Problem requirements:
Each line from the one containing "pub struct Interrupted;" to the end of the records below should be restated word for word; please leave out all other lines.

Information:
╔══

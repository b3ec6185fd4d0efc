//! StepDelay port
//!
//! Pause between destructive steps to throttle I/O on slow storage.

/// The pause was cut short; the whole task must stop
#[derive(Debug, Clone, Copy, thiserror::Error, PartialEq, Eq)]
#[error("step delay interrupted")]
pub struct Interrupted;

pub trait StepDelay: Send + Sync {
    fn pause(&self) -> Result<(), Interrupted>;
}

/// No pause at all
pub struct NoDelay;

impl StepDelay for NoDelay {
    fn pause(&self) -> Result<(), Interrupted> {
        Ok(())
    }
}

╚══

Answer for the task:
pub struct Interrupted;

pub trait StepDelay: Send + Sync {
    fn pause(&self) -> Result<(), Interrupted>;
}

/// No pause at all
pub struct NoDelay;

impl StepDelay for NoDelay {
    fn pause(&self) -> Result<(), Interrupted> {
        Ok(())
    }
}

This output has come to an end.